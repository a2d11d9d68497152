//! In-memory cache storage.

use std::collections::HashMap;

use async_trait::async_trait;
use tokio::sync::RwLock;

use crate::error::Result;
use crate::types::Response;

use super::storage::CacheStorage;

/// One named cache.
struct NamedCache {
    name: String,
    entries: HashMap<String, Response>,
}

impl NamedCache {
    fn new(name: &str) -> Self {
        Self {
            name: name.to_string(),
            entries: HashMap::new(),
        }
    }
}

/// Cache storage held in process memory. Lost when the daemon exits.
#[derive(Default)]
pub struct MemoryCacheStorage {
    /// Caches in creation order.
    caches: RwLock<Vec<NamedCache>>,
}

impl MemoryCacheStorage {
    /// Creates an empty storage.
    pub fn new() -> Self {
        Self::default()
    }
}

#[async_trait]
impl CacheStorage for MemoryCacheStorage {
    async fn open(&self, name: &str) -> Result<()> {
        let mut caches = self.caches.write().await;
        if !caches.iter().any(|c| c.name == name) {
            caches.push(NamedCache::new(name));
        }
        Ok(())
    }

    async fn has(&self, name: &str) -> Result<bool> {
        Ok(self.caches.read().await.iter().any(|c| c.name == name))
    }

    async fn keys(&self) -> Result<Vec<String>> {
        Ok(self
            .caches
            .read()
            .await
            .iter()
            .map(|c| c.name.clone())
            .collect())
    }

    async fn delete(&self, name: &str) -> Result<bool> {
        let mut caches = self.caches.write().await;
        let before = caches.len();
        caches.retain(|c| c.name != name);
        Ok(caches.len() != before)
    }

    async fn put(&self, name: &str, key: &str, response: &Response) -> Result<()> {
        let mut caches = self.caches.write().await;
        let index = match caches.iter().position(|c| c.name == name) {
            Some(i) => i,
            None => {
                caches.push(NamedCache::new(name));
                caches.len() - 1
            }
        };
        caches[index]
            .entries
            .insert(key.to_string(), response.clone());
        Ok(())
    }

    async fn match_in(&self, name: &str, key: &str) -> Result<Option<Response>> {
        Ok(self
            .caches
            .read()
            .await
            .iter()
            .find(|c| c.name == name)
            .and_then(|c| c.entries.get(key).cloned()))
    }

    async fn entries(&self, name: &str) -> Result<Vec<String>> {
        let caches = self.caches.read().await;
        let mut keys: Vec<String> = caches
            .iter()
            .find(|c| c.name == name)
            .map(|c| c.entries.keys().cloned().collect())
            .unwrap_or_default();
        keys.sort();
        Ok(keys)
    }

    async fn match_any(&self, key: &str) -> Result<Option<Response>> {
        Ok(self
            .caches
            .read()
            .await
            .iter()
            .find_map(|c| c.entries.get(key).cloned()))
    }
}

#[cfg(test)]
mod tests {
    use super::*;

    #[tokio::test]
    async fn new_storage_is_empty() {
        let storage = MemoryCacheStorage::new();
        assert!(storage.keys().await.unwrap().is_empty());
        assert!(!storage.has("static-v1").await.unwrap());
    }

    #[tokio::test]
    async fn open_is_idempotent() {
        let storage = MemoryCacheStorage::new();
        storage.open("static-v1").await.unwrap();
        storage.open("static-v1").await.unwrap();
        assert_eq!(storage.keys().await.unwrap(), vec!["static-v1"]);
    }

    #[tokio::test]
    async fn put_and_match() {
        let storage = MemoryCacheStorage::new();
        storage
            .put("dynamic-v1", "http://x/a", &Response::new(200, "a"))
            .await
            .unwrap();

        let hit = storage.match_in("dynamic-v1", "http://x/a").await.unwrap();
        assert_eq!(hit.unwrap().body, b"a");
        assert!(storage.match_in("static-v1", "http://x/a").await.unwrap().is_none());
        assert!(storage.match_any("http://x/a").await.unwrap().is_some());
        assert!(storage.match_any("http://x/b").await.unwrap().is_none());
    }

    #[tokio::test]
    async fn match_any_prefers_older_cache() {
        let storage = MemoryCacheStorage::new();
        storage.open("static-v1").await.unwrap();
        storage.open("dynamic-v1").await.unwrap();
        storage
            .put("dynamic-v1", "k", &Response::new(200, "dynamic"))
            .await
            .unwrap();
        storage
            .put("static-v1", "k", &Response::new(200, "static"))
            .await
            .unwrap();

        let hit = storage.match_any("k").await.unwrap().unwrap();
        assert_eq!(hit.body, b"static");
    }

    #[tokio::test]
    async fn delete_removes_cache_and_entries() {
        let storage = MemoryCacheStorage::new();
        storage.put("old", "k", &Response::new(200, "x")).await.unwrap();

        assert!(storage.delete("old").await.unwrap());
        assert!(!storage.delete("old").await.unwrap());
        assert!(storage.match_any("k").await.unwrap().is_none());
    }

    #[tokio::test]
    async fn entries_lists_keys() {
        let storage = MemoryCacheStorage::new();
        storage.put("c", "b", &Response::new(200, "")).await.unwrap();
        storage.put("c", "a", &Response::new(200, "")).await.unwrap();
        assert_eq!(storage.entries("c").await.unwrap(), vec!["a", "b"]);
        assert!(storage.entries("missing").await.unwrap().is_empty());
    }
}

> **Exercise details**
Copy out every line in the entries above that holds "HashMap".

> **Solution to this exercise**
use std::collections::HashMap;
    entries: HashMap<String, Response>,
            entries: HashMap::new(),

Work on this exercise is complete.